In the listing below, look for "Timer" and copy every line that has it.
# # # #
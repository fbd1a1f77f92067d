//! The `quizsmith grade` command.

use std::path::PathBuf;

use anyhow::Result;
use comfy_table::{Cell, Table};

use quizsmith_core::grader::grade;
use quizsmith_core::model::FeedbackReport;
use quizsmith_core::parser::parse_quiz_file;
use quizsmith_core::sheet::load_selections;
use quizsmith_report::html::write_feedback_html;

pub fn execute(
    quiz_path: PathBuf,
    answers_path: PathBuf,
    format: String,
    output: PathBuf,
    save: Option<PathBuf>,
) -> Result<()> {
    let questions = parse_quiz_file(&quiz_path)?;
    let selections = load_selections(&answers_path)?;
    let report = grade(&questions, &selections)?;

    if let Some(path) = &save {
        report.save_json(path)?;
        tracing::info!(path = %path.display(), "feedback report saved");
    }

    match format.as_str() {
        "json" => {
            println!("{}", serde_json::to_string_pretty(&report)?);
        }
        "html" => {
            write_feedback_html(&questions, &report, &output)?;
            println!("Feedback report: {}", output.display());
        }
        "text" => print_feedback(&report),
        other => anyhow::bail!("unknown format: {other} (expected text, json or html)"),
    }

    Ok(())
}

/// Print per-question feedback as a table, followed by the score line.
pub(crate) fn print_feedback(report: &FeedbackReport) {
    let mut table = Table::new();
    table.set_header(vec!["#", "Result", "Your answer", "Correct answer"]);

    for item in report.items.values() {
        table.add_row(vec![
            Cell::new(item.question_number),
            Cell::new(item.result),
            Cell::new(&item.your_answer),
            Cell::new(&item.correct_answer),
        ]);
    }

    println!("{table}");
    println!(
        "Score: {} ({})",
        report.score_label(),
        report.percentage_label()
    );

    let missed: Vec<String> = report
        .incorrect()
        .map(|item| item.question_number.to_string())
        .collect();
    if !missed.is_empty() {
        println!("Review question(s): {}", missed.join(", "));
    }
}
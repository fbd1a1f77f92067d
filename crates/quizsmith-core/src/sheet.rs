//! Answer sheet for one quiz attempt.
//!
//! The sheet records selections as they are made and is submitted through
//! [`AnswerSheet::submit`] whether the user finishes or a countdown expires.

use std::collections::BTreeMap;
use std::fmt;
use std::path::Path;

use anyhow::{Context, Result};
use chrono::{DateTime, Utc};
use serde::{Deserialize, Serialize};
use uuid::Uuid;

use crate::error::GradeError;
use crate::grader::grade;
use crate::model::{FeedbackReport, Question, Selections};

/// What caused a sheet to be submitted.
#[derive(Debug, Clone, Copy, PartialEq, Eq, Serialize, Deserialize)]
#[serde(rename_all = "lowercase")]
pub enum SubmitTrigger {
    /// The quiz taker submitted explicitly.
    User,
    /// The countdown reached zero.
    Timer,
}

impl fmt::Display for SubmitTrigger {
    fn fmt(&self, f: &mut fmt::Formatter<'_>) -> fmt::Result {
        match self {
            SubmitTrigger::User => write!(f, "user"),
            SubmitTrigger::Timer => write!(f, "timer"),
        }
    }
}

/// A graded attempt.
#[derive(Debug, Clone, Serialize, Deserialize)]
pub struct Submission {
    /// Unique submission identifier.
    pub id: Uuid,
    /// When the sheet was submitted.
    pub submitted_at: DateTime<Utc>,
    pub trigger: SubmitTrigger,
    /// Number of questions that had a selection at submit time.
    pub answered: usize,
    pub report: FeedbackReport,
}

impl Submission {
    /// Save the submission as JSON to a file.
    pub fn save_json(&self, path: &Path) -> Result<()> {
        let json = serde_json::to_string_pretty(self).context("failed to serialize submission")?;
        if let Some(parent) = path.parent() {
            std::fs::create_dir_all(parent)?;
        }
        std::fs::write(path, json)
            .with_context(|| format!("failed to write submission to {}", path.display()))?;
        Ok(())
    }
}

/// Selections recorded against a fixed set of questions.
#[derive(Debug, Clone)]
pub struct AnswerSheet {
    questions: Vec<Question>,
    selections: Selections,
}

impl AnswerSheet {
    pub fn new(questions: Vec<Question>) -> Self {
        Self {
            questions,
            selections: Selections::new(),
        }
    }

    pub fn questions(&self) -> &[Question] {
        &self.questions
    }

    pub fn selections(&self) -> &Selections {
        &self.selections
    }

    /// Number of questions with a recorded selection.
    pub fn answered(&self) -> usize {
        self.selections.len()
    }

    fn question(&self, number: usize) -> Result<&Question, GradeError> {
        number
            .checked_sub(1)
            .and_then(|idx| self.questions.get(idx))
            .ok_or(GradeError::UnknownQuestion {
                number,
                total: self.questions.len(),
            })
    }

    /// Select the option at `option_index` (0-based) for question `number`
    /// (1-based). Replaces any earlier selection and returns the option text.
    pub fn select_option(
        &mut self,
        number: usize,
        option_index: usize,
    ) -> Result<&str, GradeError> {
        let text = self
            .question(number)?
            .options
            .get(option_index)
            .cloned()
            .ok_or_else(|| GradeError::UnknownOption {
                number,
                option: format!("#{}", option_index + 1),
            })?;

        let slot = self.selections.entry(number).or_default();
        *slot = text;
        Ok(slot.as_str())
    }

    /// Select an option by its letter label (`"B"`, `"b"`, or `"B."`).
    pub fn select_label(&mut self, number: usize, label: &str) -> Result<&str, GradeError> {
        let unknown = || GradeError::UnknownOption {
            number,
            option: label.trim().to_string(),
        };

        let mut chars = label.trim().trim_end_matches('.').chars();
        let letter = match (chars.next(), chars.next()) {
            (Some(c), None) if c.is_ascii_alphabetic() => c.to_ascii_uppercase(),
            _ => return Err(unknown()),
        };
        let index = (letter as u8 - b'A') as usize;

        // Check the question first so an unknown question wins over an unknown label.
        if self.question(number)?.options.len() <= index {
            return Err(unknown());
        }
        self.select_option(number, index)
    }

    /// Remove the selection for question `number`, returning it.
    pub fn clear(&mut self, number: usize) -> Option<String> {
        self.selections.remove(&number)
    }

    /// Grade the sheet as it stands. Unanswered questions count as incorrect.
    pub fn submit(&self, trigger: SubmitTrigger) -> Result<Submission, GradeError> {
        let report = grade(&self.questions, &self.selections)?;
        tracing::info!(
            %trigger,
            answered = self.answered(),
            score = report.score,
            total = report.total,
            "quiz submitted"
        );
        Ok(Submission {
            id: Uuid::new_v4(),
            submitted_at: Utc::now(),
            trigger,
            answered: self.answered(),
            report,
        })
    }
}

/// Load selections from a JSON object such as `{"1": "Rome", "2": null}`.
///
/// `null` values are treated as unanswered.
pub fn load_selections(path: &Path) -> Result<Selections> {
    let content = std::fs::read_to_string(path)
        .with_context(|| format!("failed to read answers file: {}", path.display()))?;
    parse_selections(&content)
        .with_context(|| format!("failed to parse answers file: {}", path.display()))
}

/// Parse selections from a JSON string.
pub fn parse_selections(json: &str) -> Result<Selections> {
    let raw: BTreeMap<usize, Option<String>> =
        serde_json::from_str(json).context("answers must map question numbers to option text")?;
    Ok(raw
        .into_iter()
        .filter_map(|(number, text)| text.map(|t| (number, t)))
        .collect())
}
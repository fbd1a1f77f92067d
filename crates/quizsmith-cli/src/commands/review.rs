//! The `quizsmith review` command.

use std::path::PathBuf;

use anyhow::Result;

use quizsmith_core::model::FeedbackReport;

use super::grade::print_feedback;

pub fn execute(report_path: PathBuf) -> Result<()> {
    let report = FeedbackReport::load_json(&report_path)?;
    print_feedback(&report);
    Ok(())
}
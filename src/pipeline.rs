//! Background classification of stored events.
//!
//! One task per event: claim it (`pending -> processing`), classify, then
//! settle it as `completed` or `error`. Tasks share nothing but a cloned
//! database handle and the stateless classification client.

use std::sync::Arc;

use anyhow::{Context, Result};
use log::{error, info, warn};
use tokio::task::JoinHandle;

use crate::classifier::{ClassificationClient, ClassificationOutcome};
use crate::db::{Database, EventState, ObservationEvent};

/// Runs one event through the state machine and returns where it ended.
///
/// Fails only if the event could not be claimed (another task owns it, or
/// it is already terminal) or the database is gone.
pub async fn process_event(
    db: Database,
    classifier: Arc<ClassificationClient>,
    event: ObservationEvent,
) -> Result<EventState> {
    let id = event.id;
    db.mark_processing(id)
        .await
        .with_context(|| format!("failed to claim event {id}"))?;
    info!("Processing event {id}");

    match classifier
        .classify_stored(&event.image_ref, &event.reading)
        .await
    {
        ClassificationOutcome::Completed { category } => {
            match db.mark_completed(id, category.clone()).await {
                Ok(()) => {
                    info!("Event {id} completed: {category}");
                    Ok(EventState::Completed)
                }
                Err(err) => {
                    error!("Failed to record result for event {id}: {err:#}");
                    let reason = format!("failed to record classification: {err:#}");
                    db.mark_error(id, &reason)
                        .await
                        .with_context(|| format!("failed to mark event {id} as error"))?;
                    Ok(EventState::Error)
                }
            }
        }
        ClassificationOutcome::Error { message } => {
            warn!("Event {id} failed: {message}");
            db.mark_error(id, &message)
                .await
                .with_context(|| format!("failed to mark event {id} as error"))?;
            Ok(EventState::Error)
        }
    }
}

/// Hands the event to a detached task. The caller does not wait; stopping
/// whoever dispatched it leaves the task running to completion.
pub fn dispatch(
    db: &Database,
    classifier: &Arc<ClassificationClient>,
    event: ObservationEvent,
) -> JoinHandle<()> {
    let db = db.clone();
    let classifier = Arc::clone(classifier);
    tokio::spawn(async move {
        let id = event.id;
        if let Err(err) = process_event(db, classifier, event).await {
            error!("Classification task for event {id} failed: {err:#}");
        }
    })
}

/// Re-dispatches events left `pending` by a previous run, oldest first.
/// Returns how many were picked up.
pub async fn recover_pending(
    db: &Database,
    classifier: &Arc<ClassificationClient>,
    limit: usize,
) -> Result<usize> {
    let pending = db.pending_batch(limit).await?;
    let count = pending.len();
    for event in pending {
        dispatch(db, classifier, event);
    }
    if count > 0 {
        info!("Re-dispatched {count} pending events");
    }
    Ok(count)
}
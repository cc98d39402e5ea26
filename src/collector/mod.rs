pub mod capture;
pub mod controller;
pub mod frame;
pub mod loop_worker;
pub mod mock_sensor;

pub use capture::{CaptureSource, MjpegCapture};
pub use controller::{CollectionScheduler, SchedulerStatus};
pub use loop_worker::SchedulerTiming;
pub use mock_sensor::MockSensorGenerator;
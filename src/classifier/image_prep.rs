use std::io::Cursor;

use anyhow::{Context, Result};
use image::{imageops::FilterType, DynamicImage, GenericImageView, ImageFormat};

/// Longest side sent to the model.
pub const MAX_DIMENSION: u32 = 1024;

pub const JPEG_MIME: &str = "image/jpeg";

/// Decodes any supported image, shrinks it to fit `MAX_DIMENSION` on both
/// axes (aspect ratio preserved, never enlarged) and re-encodes it as JPEG.
pub fn prepare_image(bytes: &[u8]) -> Result<Vec<u8>> {
    let img = image::load_from_memory(bytes).context("unreadable image")?;

    let (width, height) = img.dimensions();
    let img = if width > MAX_DIMENSION || height > MAX_DIMENSION {
        img.resize(MAX_DIMENSION, MAX_DIMENSION, FilterType::Lanczos3)
    } else {
        img
    };

    // JPEG has no alpha channel.
    let rgb = DynamicImage::ImageRgb8(img.to_rgb8());
    let mut out = Cursor::new(Vec::new());
    rgb.write_to(&mut out, ImageFormat::Jpeg)
        .context("failed to encode JPEG")?;
    Ok(out.into_inner())
}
# # # #
SOLUTION BELOW >>
    Timer,
            SubmitTrigger::Timer => write!(f, "timer"),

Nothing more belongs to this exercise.